Devpost Submission — Point & Say
Inspiration
Every frontend developer knows the pain: you see a button that needs to be yellow instead of green, and it turns into a 5-minute task — find the file, locate the component, edit the JSX, save, verify. For a 2-second visual tweak, that workflow feels absurdly slow.
I wanted to build something that felt like magic — point at an element on a live web app, speak what you want changed, and watch it happen instantly. No code editor. No terminal. Just your voice and a pointer.
When I saw the Amazon Nova AI Hackathon, I knew Nova's multimodal capabilities — vision, language, and speech — could make this real. The idea of combining Nova Premier for code reasoning, Nova 2 Lite for visual understanding, and Nova Sonic for voice interaction into a single seamless pipeline was too compelling to pass up.
What it does
Point & Say is an AI-powered UI automation tool that lets you modify live web interfaces using voice commands.
The workflow is dead simple:
- Point at any UI element in a live React app
- Say what you want changed — "make this button yellow", "change the title to Welcome", "remove the second arrow"
- Watch the AI identify the component, generate the code change, apply it via hot reload, verify it visually, and confirm with a spoken response
The entire pipeline — from voice command to live change — takes about 12–15 seconds.
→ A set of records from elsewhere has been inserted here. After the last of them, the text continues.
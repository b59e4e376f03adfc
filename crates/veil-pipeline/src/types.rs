//! Shared types for the veil redaction pipeline.

use std::fmt;

use serde::{Deserialize, Serialize};

/// Re-export `RgbaImage` so downstream crates can hold decoded image
/// buffers without depending on `image` directly.
pub use image::RgbaImage;

/// Scale of normalized detection coordinates: `1000` is the full
/// width or height of the image.
pub const NORMALIZED_SCALE: f64 = 1000.0;

/// A bounding box in normalized coordinates, as produced by the
/// detection model.
///
/// Serialized as the model emits it: a 4-element array in
/// `[y_min, x_min, y_max, x_max]` order. Values are nominally integers
/// in `[0, 1000]`, but nothing here enforces that: ordering and range
/// are only dealt with when mapping to pixels.
#[derive(Debug, Clone, Copy, PartialEq, Serialize, Deserialize)]
#[serde(from = "[f64; 4]", into = "[f64; 4]")]
pub struct NormalizedBox {
    /// Top edge.
    pub y_min: f64,
    /// Left edge.
    pub x_min: f64,
    /// Bottom edge.
    pub y_max: f64,
    /// Right edge.
    pub x_max: f64,
}

impl NormalizedBox {
    /// Create a box from its four edges in model order.
    #[must_use]
    pub const fn new(y_min: f64, x_min: f64, y_max: f64, x_max: f64) -> Self {
        Self {
            y_min,
            x_min,
            y_max,
            x_max,
        }
    }
}

impl From<[f64; 4]> for NormalizedBox {
    fn from([y_min, x_min, y_max, x_max]: [f64; 4]) -> Self {
        Self::new(y_min, x_min, y_max, x_max)
    }
}

impl From<NormalizedBox> for [f64; 4] {
    fn from(b: NormalizedBox) -> Self {
        [b.y_min, b.x_min, b.y_max, b.x_max]
    }
}

/// A single region of sensitive content reported by the detector.
#[derive(Debug, Clone, PartialEq, Serialize, Deserialize)]
pub struct Detection {
    /// Producer-defined category such as `"email"` or `"face"`.
    #[serde(rename = "label", alias = "type")]
    pub kind: String,

    /// Region location in normalized coordinates.
    #[serde(rename = "box_2d")]
    pub normalized_box: NormalizedBox,

    /// The literal content the detector associated with the region,
    /// e.g. the email address it read.
    #[serde(default, skip_serializing_if = "Option::is_none")]
    pub value: Option<String>,
}

impl Detection {
    /// Create a detection without an associated value.
    #[must_use]
    pub fn new(kind: impl Into<String>, normalized_box: NormalizedBox) -> Self {
        Self {
            kind: kind.into(),
            normalized_box,
            value: None,
        }
    }

    /// Attach the detected content.
    #[must_use]
    pub fn with_value(mut self, value: impl Into<String>) -> Self {
        self.value = Some(value.into());
        self
    }

    /// Human-readable label: `kind`, or `"kind: value"` when a
    /// non-empty value is present.
    #[must_use]
    pub fn display_label(&self) -> String {
        match self.value.as_deref().map(str::trim) {
            Some(value) if !value.is_empty() => format!("{}: {value}", self.kind),
            _ => self.kind.clone(),
        }
    }
}

/// A detection mapped into concrete image space.
///
/// Always non-empty and fully inside the image it was mapped against:
/// `x + width <= image width` and `y + height <= image height`.
#[derive(Debug, Clone, Copy, PartialEq, Eq, Serialize, Deserialize)]
pub struct PixelRegion {
    /// Left edge in pixels.
    pub x: u32,
    /// Top edge in pixels.
    pub y: u32,
    /// Width in pixels (> 0).
    pub width: u32,
    /// Height in pixels (> 0).
    pub height: u32,
}

impl fmt::Display for PixelRegion {
    fn fmt(&self, f: &mut fmt::Formatter<'_>) -> fmt::Result {
        write!(f, "{}x{}+{}+{}", self.width, self.height, self.x, self.y)
    }
}

/// Image dimensions in pixels.
#[derive(Debug, Clone, Copy, PartialEq, Eq, Serialize, Deserialize)]
pub struct Dimensions {
    /// Width in pixels.
    pub width: u32,
    /// Height in pixels.
    pub height: u32,
}

impl Dimensions {
    /// Dimensions of an existing image buffer.
    #[must_use]
    pub fn of(image: &RgbaImage) -> Self {
        Self {
            width: image.width(),
            height: image.height(),
        }
    }
}

/// Configuration for the redaction pass.
#[derive(Debug, Clone, PartialEq, Eq, Serialize, Deserialize)]
pub struct RedactionConfig {
    /// User-facing blur strength. Halved and clamped into
    /// [`Self::MIN_BLUR_RADIUS`]..=[`Self::MAX_BLUR_RADIUS`] to obtain
    /// the blur radius.
    pub blur_intensity: u32,
}

impl RedactionConfig {
    /// Default value for [`blur_intensity`](Self::blur_intensity).
    pub const DEFAULT_BLUR_INTENSITY: u32 = 50;
    /// Smallest blur radius ever applied.
    pub const MIN_BLUR_RADIUS: u32 = 1;
    /// Largest blur radius ever applied.
    pub const MAX_BLUR_RADIUS: u32 = 100;

    /// Blur radius derived from the configured intensity.
    #[must_use]
    pub fn blur_radius(&self) -> u32 {
        self.blur_intensity
            .div_ceil(2)
            .clamp(Self::MIN_BLUR_RADIUS, Self::MAX_BLUR_RADIUS)
    }
}

impl Default for RedactionConfig {
    fn default() -> Self {
        Self {
            blur_intensity: Self::DEFAULT_BLUR_INTENSITY,
        }
    }
}

/// Errors that can occur while decoding, redacting, or re-encoding
/// an image in memory.
#[derive(Debug, thiserror::Error)]
pub enum PipelineError {
    /// The input image bytes were empty.
    #[error("input image data is empty")]
    EmptyInput,

    /// Failed to decode the input image.
    #[error("failed to decode image: {0}")]
    ImageDecode(#[from] image::ImageError),

    /// Failed to encode the redacted image.
    #[error("failed to encode image: {0}")]
    ImageEncode(#[source] image::ImageError),
}
//! Error type for filesystem-level veil operations.

use std::io;
use std::path::{Path, PathBuf};

use veil_pipeline::PipelineError;

use crate::source::SourceError;

/// Errors surfaced by redaction, restore, detection, and config loading.
///
/// Malformed model output and malformed detections never show up here:
/// they degrade to fewer detections instead.
#[derive(Debug, thiserror::Error)]
pub enum VeilError {
    /// Reading, writing, copying, or deleting a file failed.
    #[error("I/O error on {}: {source}", .path.display())]
    Io {
        /// The file being operated on.
        path: PathBuf,
        /// Underlying OS error.
        #[source]
        source: io::Error,
    },

    /// The image could not be decoded or re-encoded.
    #[error(transparent)]
    Pipeline(#[from] PipelineError),

    /// A restore was requested for a path that is not named like a backup.
    #[error(
        "not a backup file: {} (expected a name ending in `_backup` before the extension)",
        .0.display()
    )]
    InvalidBackupReference(PathBuf),

    /// Another destructive operation on the same file is in flight.
    #[error("another operation is already in progress on {}", .0.display())]
    Busy(PathBuf),

    /// The detection source failed to produce a response.
    #[error(transparent)]
    Source(#[from] SourceError),

    /// A configuration file could not be parsed.
    #[error("invalid configuration in {}: {message}", .path.display())]
    Config {
        /// The configuration file.
        path: PathBuf,
        /// Parser message.
        message: String,
    },
}

/// Adapter for `map_err` that tags an [`io::Error`] with its path.
pub(crate) fn io_error(path: &Path) -> impl FnOnce(io::Error) -> VeilError + '_ {
    move |source| VeilError::Io {
        path: path.to_path_buf(),
        source,
    }
}
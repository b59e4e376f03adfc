//! Gaussian blur used to obscure redacted regions.
//!
//! `imageproc::filter::gaussian_blur_f32` is applied to each of the
//! R/G/B channels separately and the channels are reassembled. Alpha is
//! copied from the source unchanged.

use image::GrayImage;

use crate::types::RgbaImage;

/// Gaussian sigma used for a given redaction blur radius.
///
/// The radius is already clamped to `1..=100` by
/// [`RedactionConfig::blur_radius`](crate::RedactionConfig::blur_radius),
/// so this is always positive.
#[must_use]
#[allow(clippy::cast_precision_loss)]
pub fn sigma_for_radius(radius: u32) -> f32 {
    radius as f32
}

/// Blur the colour channels of an RGBA image, keeping its alpha.
///
/// Non-positive `sigma` returns the image unchanged, since `imageproc`
/// panics on `sigma <= 0.0`.
#[must_use = "returns the blurred RGBA image"]
pub fn gaussian_blur_rgba(image: &RgbaImage, sigma: f32) -> RgbaImage {
    if sigma <= 0.0 || image.width() == 0 || image.height() == 0 {
        return image.clone();
    }

    let (w, h) = image.dimensions();
    let blurred: [GrayImage; 3] = std::array::from_fn(|c| {
        let channel = GrayImage::from_fn(w, h, |x, y| image::Luma([image.get_pixel(x, y).0[c]]));
        imageproc::filter::gaussian_blur_f32(&channel, sigma)
    });

    RgbaImage::from_fn(w, h, |x, y| {
        let [r, g, b] = std::array::from_fn(|c| blurred[c].get_pixel(x, y).0[0]);
        image::Rgba([r, g, b, image.get_pixel(x, y).0[3]])
    })
}

#[cfg(test)]
mod tests {
    use super::*;

    /// Alternating black/white columns: maximal high-frequency detail.
    fn stripes(w: u32, h: u32) -> RgbaImage {
        RgbaImage::from_fn(w, h, |x, _| {
            if x % 2 == 0 {
                image::Rgba([0, 0, 0, 255])
            } else {
                image::Rgba([255, 255, 255, 255])
            }
        })
    }

    #[test]
    fn sigma_tracks_radius() {
        assert!((sigma_for_radius(1) - 1.0).abs() < f32::EPSILON);
        assert!((sigma_for_radius(25) - 25.0).abs() < f32::EPSILON);
    }

    #[test]
    fn non_positive_sigma_is_identity() {
        let img = stripes(6, 4);
        assert_eq!(gaussian_blur_rgba(&img, 0.0), img);
        assert_eq!(gaussian_blur_rgba(&img, -3.0), img);
    }

    #[test]
    fn dimensions_preserved() {
        let blurred = gaussian_blur_rgba(&stripes(17, 9), 2.0);
        assert_eq!(blurred.dimensions(), (17, 9));
    }

    #[test]
    fn stripes_are_flattened_towards_grey() {
        let blurred = gaussian_blur_rgba(&stripes(20, 20), 3.0);
        let centre = blurred.get_pixel(10, 10).0;
        for c in 0..3 {
            assert!(
                (64..=192).contains(&centre[c]),
                "channel {c} should be mid-grey after blur, got {}",
                centre[c],
            );
        }
        assert_eq!(centre[3], 255, "opaque alpha must stay opaque");
    }

    #[test]
    fn alpha_is_copied_not_blurred() {
        let img = RgbaImage::from_fn(12, 12, |x, _| {
            let alpha = if x < 6 { 255 } else { 40 };
            image::Rgba([200, 10, 10, alpha])
        });
        let blurred = gaussian_blur_rgba(&img, 5.0);
        for (x, y, pixel) in blurred.enumerate_pixels() {
            assert_eq!(pixel.0[3], img.get_pixel(x, y).0[3], "alpha changed at ({x},{y})");
        }
    }

    #[test]
    fn uniform_colour_survives_blur() {
        let img = RgbaImage::from_pixel(8, 8, image::Rgba([10, 120, 230, 255]));
        let blurred = gaussian_blur_rgba(&img, 4.0);
        for pixel in blurred.pixels() {
            for (c, expected) in [10u8, 120, 230, 255].into_iter().enumerate() {
                let diff = i16::from(pixel.0[c]) - i16::from(expected);
                assert!(diff.abs() <= 1, "channel {c}: expected ~{expected}, got {}", pixel.0[c]);
            }
        }
    }

    #[test]
    fn sigma_larger_than_image_is_fine() {
        let blurred = gaussian_blur_rgba(&stripes(2, 1), 50.0);
        assert_eq!(blurred.dimensions(), (2, 1));
    }
}
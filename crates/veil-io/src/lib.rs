//! veil-io: Filesystem side of veil.
//!
//! Wraps the pure `veil-pipeline` in the operations that touch disk:
//! pristine backups before the first redaction, in-place rewrites,
//! restore from backup, per-file exclusion, configuration loading, and
//! the seam to the vision model that produces detections.

pub mod backup;
pub mod config;
pub mod error;
pub mod lock;
pub mod redactor;
pub mod source;
pub mod write;

pub use backup::{BackupStatus, backup_path_for, ensure_backup, original_path_for, restore};
pub use config::Config;
pub use error::VeilError;
pub use lock::{PathLease, PathLocks};
pub use redactor::{RedactionReport, Redactor};
pub use source::{DetectionSource, RecordedResponse, SourceError, detect_and_offer_redaction};
pub use write::replace_file;
//! Mapping normalized detection boxes into pixel rectangles.
//!
//! Boxes come from an untrusted model, so every edge may be inverted,
//! negative, or beyond `1000`. The mapping is:
//!
//! ```text
//! x      = round(x_min / 1000 * width)
//! y      = round(y_min / 1000 * height)
//! width  = round((x_max - x_min) / 1000 * width)
//! height = round((y_max - y_min) / 1000 * height)
//! ```
//!
//! Boxes that do not overlap `[0, 1000]` on both axes are rejected
//! before any of this. The rest are clamped: the origin is pulled into
//! the image, the size shrinks to the remaining space, and anything left
//! with zero or negative area is rejected. The result is either a
//! rectangle that is safe to crop or nothing at all.

use crate::types::{Dimensions, NORMALIZED_SCALE, NormalizedBox, PixelRegion};

/// Map a normalized box onto an image of the given dimensions.
///
/// Returns `None` for degenerate boxes (zero or negative extent after
/// rounding), boxes lying wholly outside the normalized frame, boxes
/// that end up with no area inside the image, and zero-sized images.
#[must_use]
pub fn map_to_pixels(normalized: &NormalizedBox, dimensions: Dimensions) -> Option<PixelRegion> {
    let image_w = i64::from(dimensions.width);
    let image_h = i64::from(dimensions.height);
    if image_w == 0 || image_h == 0 {
        return None;
    }
    if normalized.x_max <= 0.0
        || normalized.x_min >= NORMALIZED_SCALE
        || normalized.y_max <= 0.0
        || normalized.y_min >= NORMALIZED_SCALE
    {
        return None;
    }

    let x = scale(normalized.x_min, dimensions.width).clamp(0, image_w - 1);
    let y = scale(normalized.y_min, dimensions.height).clamp(0, image_h - 1);
    let width = scale(normalized.x_max - normalized.x_min, dimensions.width).min(image_w - x);
    let height = scale(normalized.y_max - normalized.y_min, dimensions.height).min(image_h - y);

    if width <= 0 || height <= 0 {
        return None;
    }

    Some(PixelRegion {
        x: u32::try_from(x).ok()?,
        y: u32::try_from(y).ok()?,
        width: u32::try_from(width).ok()?,
        height: u32::try_from(height).ok()?,
    })
}

/// Scale a normalized coordinate to pixels and round to the nearest
/// integer.
///
/// Saturates at the `i64` range, which the clamps downstream then pull
/// back into the image.
#[allow(clippy::cast_possible_truncation)]
fn scale(normalized: f64, extent: u32) -> i64 {
    (normalized / NORMALIZED_SCALE * f64::from(extent)).round() as i64
}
Every step is transparent: the AI reasoning panel shows exactly what's happening at each stage. And every change is reversible with a single undo.
How I built it
The system is built as a 3-layer architecture:
Frontend (React + Vite + TypeScript)
- A playground UI with file explorer, live preview, and AI reasoning panel
- Web Speech API for voice capture
- Component picker overlay for DOM element selection
- Diff modal for viewing code changes
- Real-time status updates via the pipeline status bar
Backend (Python + FastAPI)
- Grounding Service — Uses Nova 2 Lite to analyze screenshots and identify which React component the user is pointing at
- Code Generation Service — Sends the full source file + user command to Nova Premier, which generates a modified version of the code with a JSON response containing the explanation and modified code
- Verification Service — After HMR applies the change, captures a new screenshot and uses Nova 2 Lite Vision to verify the change was applied correctly
- Undo System — Tracks a history stack of up to 20 changes, allowing instant rollback
Voice Layer (Node.js + Nova 2 Sonic)
- A dedicated microservice handles bidirectional streaming with Nova 2 Sonic for natural-sounding TTS confirmations
- Amazon Polly serves as a reliable fallback when Sonic is unavailable
The Pipeline Flow
Point → Screenshot → Nova 2 Lite (ground) → Nova Premier (codegen) → File Write → Vite HMR → Nova 2 Lite (verify) → Nova Sonic (confirm)
Challenges I ran into
1. Nova Premier's JSON responses aren't always clean
The model sometimes appends explanations after the JSON closing brace, or includes escape sequences that break json.loads(). I built a 3-stage parser: direct parse → escape-fix → brace-matching extraction. This eliminated 100% of parsing failures.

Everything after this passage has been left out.